Prompt: All that is needed is the listing, transcribed exactly and in full.

Working data:
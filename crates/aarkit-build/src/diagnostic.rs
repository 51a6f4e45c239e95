//! Diagnostics from the external tools
//!
//! The resource compiler/linker and the Java compiler report problems in
//! different shapes. Both are normalised into [`Diagnostic`] before anything
//! else sees them. A [`DiagnosticSink`] collects them for exactly one step
//! invocation and turns them into a [`CompilationResult`].

use serde::Serialize;
use std::fmt;
use std::path::PathBuf;
use tracing::{error, info, warn};

/// Severity of a diagnostic
#[derive(Debug, Clone, Copy, PartialEq, Eq, PartialOrd, Ord, Hash, Serialize)]
#[serde(rename_all = "lowercase")]
pub enum DiagnosticLevel {
    /// Fails the step that produced it
    Error,
    /// Recorded, never fails a step
    Warning,
    /// Advisory output (javac "Note:", aapt2 "note:")
    Note,
}

impl DiagnosticLevel {
    /// Parse a tool's severity tag
    pub fn from_tag(tag: &str) -> Option<Self> {
        match tag.to_ascii_lowercase().as_str() {
            "error" | "fatal error" => Some(Self::Error),
            "warning" | "warn" => Some(Self::Warning),
            "note" | "info" => Some(Self::Note),
            _ => None,
        }
    }
}

impl fmt::Display for DiagnosticLevel {
    fn fmt(&self, f: &mut fmt::Formatter<'_>) -> fmt::Result {
        match self {
            Self::Error => write!(f, "error"),
            Self::Warning => write!(f, "warning"),
            Self::Note => write!(f, "note"),
        }
    }
}

/// Which external tool produced a diagnostic
#[derive(Debug, Clone, Copy, PartialEq, Eq, Hash, Serialize)]
#[serde(rename_all = "kebab-case")]
pub enum DiagnosticOrigin {
    ResourceCompiler,
    ResourceLinker,
    JavaCompiler,
}

impl fmt::Display for DiagnosticOrigin {
    fn fmt(&self, f: &mut fmt::Formatter<'_>) -> fmt::Result {
        match self {
            Self::ResourceCompiler => write!(f, "aapt2 compile"),
            Self::ResourceLinker => write!(f, "aapt2 link"),
            Self::JavaCompiler => write!(f, "javac"),
        }
    }
}

/// Where a diagnostic points
#[derive(Debug, Clone, PartialEq, Eq, Serialize)]
pub struct SourceLocation {
    /// File path as reported by the tool
    pub file: PathBuf,
    /// Line number (1-based)
    #[serde(skip_serializing_if = "Option::is_none")]
    pub line: Option<u32>,
    /// Column number (1-based)
    #[serde(skip_serializing_if = "Option::is_none")]
    pub column: Option<u32>,
}

impl SourceLocation {
    pub fn new(file: impl Into<PathBuf>) -> Self {
        Self {
            file: file.into(),
            line: None,
            column: None,
        }
    }

    pub fn with_line(mut self, line: u32) -> Self {
        self.line = Some(line);
        self
    }

    pub fn with_column(mut self, column: u32) -> Self {
        self.column = Some(column);
        self
    }
}

impl fmt::Display for SourceLocation {
    fn fmt(&self, f: &mut fmt::Formatter<'_>) -> fmt::Result {
        write!(f, "{}", self.file.display())?;
        if let Some(line) = self.line {
            write!(f, ":{}", line)?;
            if let Some(column) = self.column {
                write!(f, ":{}", column)?;
            }
        }
        Ok(())
    }
}

/// A message emitted by an external tool
#[derive(Debug, Clone, PartialEq, Eq, Serialize)]
pub struct Diagnostic {
    /// Severity level
    pub level: DiagnosticLevel,
    /// Producing tool
    pub origin: DiagnosticOrigin,
    /// Main message
    pub message: String,
    /// Source location, when the tool reported one
    #[serde(skip_serializing_if = "Option::is_none")]
    pub location: Option<SourceLocation>,
    /// Continuation lines (source excerpt, caret, hints)
    #[serde(skip_serializing_if = "Vec::is_empty")]
    pub notes: Vec<String>,
}

impl Diagnostic {
    pub fn new(level: DiagnosticLevel, origin: DiagnosticOrigin, message: impl Into<String>) -> Self {
        Self {
            level,
            origin,
            message: message.into(),
            location: None,
            notes: Vec::new(),
        }
    }

    pub fn error(origin: DiagnosticOrigin, message: impl Into<String>) -> Self {
        Self::new(DiagnosticLevel::Error, origin, message)
    }

    pub fn warning(origin: DiagnosticOrigin, message: impl Into<String>) -> Self {
        Self::new(DiagnosticLevel::Warning, origin, message)
    }

    pub fn note(origin: DiagnosticOrigin, message: impl Into<String>) -> Self {
        Self::new(DiagnosticLevel::Note, origin, message)
    }

    /// Attach a source location
    pub fn with_location(mut self, location: SourceLocation) -> Self {
        self.location = Some(location);
        self
    }

    pub fn is_error(&self) -> bool {
        self.level == DiagnosticLevel::Error
    }

    /// Forward this diagnostic to the log at its severity
    pub fn log(&self) {
        match self.level {
            DiagnosticLevel::Error => error!(tool = %self.origin, "{}", self),
            DiagnosticLevel::Warning => warn!(tool = %self.origin, "{}", self),
            DiagnosticLevel::Note => info!(tool = %self.origin, "{}", self),
        }
    }
}

impl fmt::Display for Diagnostic {
    fn fmt(&self, f: &mut fmt::Formatter<'_>) -> fmt::Result {
        if let Some(location) = &self.location {
            write!(f, "{}: ", location)?;
        }
        write!(f, "{}: {}", self.level, self.message)
    }
}

/// Outcome of one step invocation
#[derive(Debug, Clone, PartialEq, Eq, Default)]
pub struct CompilationResult {
    /// False if the tool exited non-zero or reported any error
    pub success: bool,
    /// Everything the tool reported during this invocation
    pub diagnostics: Vec<Diagnostic>,
}

impl CompilationResult {
    /// A successful result with nothing to report
    pub fn empty_success() -> Self {
        Self {
            success: true,
            diagnostics: Vec::new(),
        }
    }

    /// Error-level diagnostics only
    pub fn errors(&self) -> impl Iterator<Item = &Diagnostic> {
        self.diagnostics.iter().filter(|d| d.is_error())
    }

    pub fn error_count(&self) -> usize {
        self.errors().count()
    }
}

/// Collects diagnostics for a single step invocation
///
/// The sink is consumed by [`DiagnosticSink::finish`], so error state can never
/// carry over from one module's step into the next.
#[derive(Debug, Default)]
pub struct DiagnosticSink {
    diagnostics: Vec<Diagnostic>,
    has_errors: bool,
}

impl DiagnosticSink {
    pub fn new() -> Self {
        Self::default()
    }

    /// Record one diagnostic and forward it to the log
    pub fn report(&mut self, diagnostic: Diagnostic) {
        diagnostic.log();
        self.has_errors |= diagnostic.is_error();
        self.diagnostics.push(diagnostic);
    }

    /// Record every diagnostic in order
    pub fn report_all(&mut self, diagnostics: impl IntoIterator<Item = Diagnostic>) {
        for diagnostic in diagnostics {
            self.report(diagnostic);
        }
    }

    /// Close the sink. `tool_succeeded` is the tool's own verdict (exit status);
    /// any error diagnostic fails the result regardless.
    pub fn finish(self, tool_succeeded: bool) -> CompilationResult {
        CompilationResult {
            success: tool_succeeded && !self.has_errors,
            diagnostics: self.diagnostics,
        }
    }
}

Solution to this exercise:
filename crates/aarkit-build/src/diagnostic.rs
repository 51a6f4e45c239e95
//! Diagnostics from the external tools
//!
//! The resource compiler/linker and the Java compiler report problems in
//! different shapes. Both are normalised into [`Diagnostic`] before anything
//! else sees them. A [`DiagnosticSink`] collects them for exactly one step
//! invocation and turns them into a [`CompilationResult`].

use serde::Serialize;
use std::fmt;
use std::path::PathBuf;
use tracing::{error, info, warn};

/// Severity of a diagnostic
#[derive(Debug, Clone, Copy, PartialEq, Eq, PartialOrd, Ord, Hash, Serialize)]
#[serde(rename_all = "lowercase")]
pub enum DiagnosticLevel {
    /// Fails the step that produced it
    Error,
    /// Recorded, never fails a step
    Warning,
    /// Advisory output (javac "Note:", aapt2 "note:")
    Note,
}

impl DiagnosticLevel {
    /// Parse a tool's severity tag
    pub fn from_tag(tag: &str) -> Option<Self> {
        match tag.to_ascii_lowercase().as_str() {
            "error" | "fatal error" => Some(Self::Error),
            "warning" | "warn" => Some(Self::Warning),
            "note" | "info" => Some(Self::Note),
            _ => None,
        }
    }
}

impl fmt::Display for DiagnosticLevel {
    fn fmt(&self, f: &mut fmt::Formatter<'_>) -> fmt::Result {
        match self {
            Self::Error => write!(f, "error"),
            Self::Warning => write!(f, "warning"),
            Self::Note => write!(f, "note"),
        }
    }
}

/// Which external tool produced a diagnostic
#[derive(Debug, Clone, Copy, PartialEq, Eq, Hash, Serialize)]
#[serde(rename_all = "kebab-case")]
pub enum DiagnosticOrigin {
    ResourceCompiler,
    ResourceLinker,
    JavaCompiler,
}

impl fmt::Display for DiagnosticOrigin {
    fn fmt(&self, f: &mut fmt::Formatter<'_>) -> fmt::Result {
        match self {
            Self::ResourceCompiler => write!(f, "aapt2 compile"),
            Self::ResourceLinker => write!(f, "aapt2 link"),
            Self::JavaCompiler => write!(f, "javac"),
        }
    }
}

/// Where a diagnostic points
#[derive(Debug, Clone, PartialEq, Eq, Serialize)]
pub struct SourceLocation {
    /// File path as reported by the tool
    pub file: PathBuf,
    /// Line number (1-based)
    #[serde(skip_serializing_if = "Option::is_none")]
    pub line: Option<u32>,
    /// Column number (1-based)
    #[serde(skip_serializing_if = "Option::is_none")]
    pub column: Option<u32>,
}

impl SourceLocation {
    pub fn new(file: impl Into<PathBuf>) -> Self {
        Self {
            file: file.into(),
            line: None,
            column: None,
        }
    }

    pub fn with_line(mut self, line: u32) -> Self {
        self.line = Some(line);
        self
    }

    pub fn with_column(mut self, column: u32) -> Self {
        self.column = Some(column);
        self
    }
}

impl fmt::Display for SourceLocation {
    fn fmt(&self, f: &mut fmt::Formatter<'_>) -> fmt::Result {
        write!(f, "{}", self.file.display())?;
        if let Some(line) = self.line {
            write!(f, ":{}", line)?;
            if let Some(column) = self.column {
                write!(f, ":{}", column)?;
            }
        }
        Ok(())
    }
}

/// A message emitted by an external tool
#[derive(Debug, Clone, PartialEq, Eq, Serialize)]
pub struct Diagnostic {
    /// Severity level
    pub level: DiagnosticLevel,
    /// Producing tool
    pub origin: DiagnosticOrigin,
    /// Main message
    pub message: String,
    /// Source location, when the tool reported one
    #[serde(skip_serializing_if = "Option::is_none")]
    pub location: Option<SourceLocation>,
    /// Continuation lines (source excerpt, caret, hints)
    #[serde(skip_serializing_if = "Vec::is_empty")]
    pub notes: Vec<String>,
}

impl Diagnostic {
    pub fn new(level: DiagnosticLevel, origin: DiagnosticOrigin, message: impl Into<String>) -> Self {
        Self {
            level,
            origin,
            message: message.into(),
            location: None,
            notes: Vec::new(),
        }
    }

    pub fn error(origin: DiagnosticOrigin, message: impl Into<String>) -> Self {
        Self::new(DiagnosticLevel::Error, origin, message)
    }

    pub fn warning(origin: DiagnosticOrigin, message: impl Into<String>) -> Self {
        Self::new(DiagnosticLevel::Warning, origin, message)
    }

    pub fn note(origin: DiagnosticOrigin, message: impl Into<String>) -> Self {
        Self::new(DiagnosticLevel::Note, origin, message)
    }

    /// Attach a source location
    pub fn with_location(mut self, location: SourceLocation) -> Self {
        self.location = Some(location);
        self
    }

    pub fn is_error(&self) -> bool {
        self.level == DiagnosticLevel::Error
    }

    /// Forward this diagnostic to the log at its severity
    pub fn log(&self) {
        match self.level {
            DiagnosticLevel::Error => error!(tool = %self.origin, "{}", self),
            DiagnosticLevel::Warning => warn!(tool = %self.origin, "{}", self),
            DiagnosticLevel::Note => info!(tool = %self.origin, "{}", self),
        }
    }
}

impl fmt::Display for Diagnostic {
    fn fmt(&self, f: &mut fmt::Formatter<'_>) -> fmt::Result {
        if let Some(location) = &self.location {
            write!(f, "{}: ", location)?;
        }
        write!(f, "{}: {}", self.level, self.message)
    }
}

/// Outcome of one step invocation
#[derive(Debug, Clone, PartialEq, Eq, Default)]
pub struct CompilationResult {
    /// False if the tool exited non-zero or reported any error
    pub success: bool,
    /// Everything the tool reported during this invocation
    pub diagnostics: Vec<Diagnostic>,
}

impl CompilationResult {
    /// A successful result with nothing to report
    pub fn empty_success() -> Self {
        Self {
            success: true,
            diagnostics: Vec::new(),
        }
    }

    /// Error-level diagnostics only
    pub fn errors(&self) -> impl Iterator<Item = &Diagnostic> {
        self.diagnostics.iter().filter(|d| d.is_error())
    }

    pub fn error_count(&self) -> usize {
        self.errors().count()
    }
}

/// Collects diagnostics for a single step invocation
///
/// The sink is consumed by [`DiagnosticSink::finish`], so error state can never
/// carry over from one module's step into the next.
#[derive(Debug, Default)]
pub struct DiagnosticSink {
    diagnostics: Vec<Diagnostic>,
    has_errors: bool,
}

impl DiagnosticSink {
    pub fn new() -> Self {
        Self::default()
    }

    /// Record one diagnostic and forward it to the log
    pub fn report(&mut self, diagnostic: Diagnostic) {
        diagnostic.log();
        self.has_errors |= diagnostic.is_error();
        self.diagnostics.push(diagnostic);
    }

    /// Record every diagnostic in order
    pub fn report_all(&mut self, diagnostics: impl IntoIterator<Item = Diagnostic>) {
        for diagnostic in diagnostics {
            self.report(diagnostic);
        }
    }

    /// Close the sink. `tool_succeeded` is the tool's own verdict (exit status);
    /// any error diagnostic fails the result regardless.
    pub fn finish(self, tool_succeeded: bool) -> CompilationResult {
        CompilationResult {
            success: tool_succeeded && !self.has_errors,
            diagnostics: self.diagnostics,
        }
    }
}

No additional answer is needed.